(Dataset excerpts)
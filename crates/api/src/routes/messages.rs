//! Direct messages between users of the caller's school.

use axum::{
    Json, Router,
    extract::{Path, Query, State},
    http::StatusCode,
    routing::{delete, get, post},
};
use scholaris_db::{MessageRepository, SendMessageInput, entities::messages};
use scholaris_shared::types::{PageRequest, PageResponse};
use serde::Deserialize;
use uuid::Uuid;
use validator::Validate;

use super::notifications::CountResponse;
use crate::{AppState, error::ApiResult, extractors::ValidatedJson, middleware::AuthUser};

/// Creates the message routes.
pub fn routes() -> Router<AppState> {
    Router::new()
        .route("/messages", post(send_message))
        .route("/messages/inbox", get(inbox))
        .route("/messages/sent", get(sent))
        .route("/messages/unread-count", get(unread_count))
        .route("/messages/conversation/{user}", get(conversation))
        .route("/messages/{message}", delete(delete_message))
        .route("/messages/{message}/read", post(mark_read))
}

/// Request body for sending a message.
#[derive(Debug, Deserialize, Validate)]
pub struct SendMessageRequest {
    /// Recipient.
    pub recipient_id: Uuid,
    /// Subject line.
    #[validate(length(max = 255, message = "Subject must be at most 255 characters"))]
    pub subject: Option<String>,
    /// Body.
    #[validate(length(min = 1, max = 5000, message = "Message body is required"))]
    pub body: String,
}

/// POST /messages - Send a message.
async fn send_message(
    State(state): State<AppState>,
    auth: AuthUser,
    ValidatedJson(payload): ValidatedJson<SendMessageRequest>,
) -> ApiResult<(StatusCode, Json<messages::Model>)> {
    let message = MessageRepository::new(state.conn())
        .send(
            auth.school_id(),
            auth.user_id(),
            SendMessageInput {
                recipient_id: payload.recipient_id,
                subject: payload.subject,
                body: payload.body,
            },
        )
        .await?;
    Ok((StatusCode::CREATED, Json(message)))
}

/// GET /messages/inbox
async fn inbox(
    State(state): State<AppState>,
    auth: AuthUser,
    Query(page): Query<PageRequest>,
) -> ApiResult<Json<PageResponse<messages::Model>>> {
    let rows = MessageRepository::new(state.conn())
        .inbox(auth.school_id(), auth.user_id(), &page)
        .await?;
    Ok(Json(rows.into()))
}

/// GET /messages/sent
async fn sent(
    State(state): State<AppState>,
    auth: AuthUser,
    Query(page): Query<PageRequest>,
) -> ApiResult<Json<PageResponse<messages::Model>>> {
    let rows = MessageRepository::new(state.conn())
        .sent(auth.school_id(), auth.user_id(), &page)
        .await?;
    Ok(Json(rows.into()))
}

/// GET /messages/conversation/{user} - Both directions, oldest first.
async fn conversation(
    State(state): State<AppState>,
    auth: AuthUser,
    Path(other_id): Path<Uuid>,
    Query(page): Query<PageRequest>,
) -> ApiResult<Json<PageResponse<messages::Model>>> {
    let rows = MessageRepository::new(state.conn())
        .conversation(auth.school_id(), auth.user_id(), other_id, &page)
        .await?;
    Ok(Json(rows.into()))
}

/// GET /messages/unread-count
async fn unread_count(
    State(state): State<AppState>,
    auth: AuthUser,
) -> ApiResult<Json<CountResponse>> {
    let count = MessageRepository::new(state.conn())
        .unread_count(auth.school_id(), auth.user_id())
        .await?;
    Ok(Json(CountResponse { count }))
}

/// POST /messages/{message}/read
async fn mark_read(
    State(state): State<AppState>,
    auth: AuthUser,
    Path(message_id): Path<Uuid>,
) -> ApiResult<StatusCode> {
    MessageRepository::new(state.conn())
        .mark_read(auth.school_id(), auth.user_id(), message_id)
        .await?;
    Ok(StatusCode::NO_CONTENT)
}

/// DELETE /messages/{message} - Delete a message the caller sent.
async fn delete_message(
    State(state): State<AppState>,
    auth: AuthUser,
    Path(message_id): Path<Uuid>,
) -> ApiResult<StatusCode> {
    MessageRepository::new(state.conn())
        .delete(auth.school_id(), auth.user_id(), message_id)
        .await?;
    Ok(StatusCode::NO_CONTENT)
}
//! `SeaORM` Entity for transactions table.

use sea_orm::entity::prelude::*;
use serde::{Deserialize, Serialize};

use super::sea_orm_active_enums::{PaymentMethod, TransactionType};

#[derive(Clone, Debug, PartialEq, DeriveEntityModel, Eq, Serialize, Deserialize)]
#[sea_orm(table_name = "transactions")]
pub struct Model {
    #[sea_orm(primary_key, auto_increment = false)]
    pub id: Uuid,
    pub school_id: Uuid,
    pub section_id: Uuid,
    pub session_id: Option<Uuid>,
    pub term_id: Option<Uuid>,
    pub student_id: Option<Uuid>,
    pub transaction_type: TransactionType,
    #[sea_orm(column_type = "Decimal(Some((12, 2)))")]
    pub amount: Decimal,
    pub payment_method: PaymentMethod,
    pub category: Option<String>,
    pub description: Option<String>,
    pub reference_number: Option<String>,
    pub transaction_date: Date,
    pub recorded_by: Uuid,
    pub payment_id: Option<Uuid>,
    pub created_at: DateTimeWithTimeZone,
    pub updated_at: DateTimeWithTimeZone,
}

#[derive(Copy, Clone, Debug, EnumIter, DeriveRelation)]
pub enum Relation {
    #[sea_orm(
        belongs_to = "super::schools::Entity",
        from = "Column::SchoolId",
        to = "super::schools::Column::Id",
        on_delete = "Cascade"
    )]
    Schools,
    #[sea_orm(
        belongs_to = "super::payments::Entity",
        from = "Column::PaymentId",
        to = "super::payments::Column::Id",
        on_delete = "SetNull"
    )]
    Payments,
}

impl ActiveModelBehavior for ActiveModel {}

**Exercise:** Gather up the lines containing the word "Clone" from these records and copy them.

**Task solution:**
#[derive(Clone, Debug, PartialEq, DeriveEntityModel, Eq, Serialize, Deserialize)]
#[derive(Copy, Clone, Debug, EnumIter, DeriveRelation)]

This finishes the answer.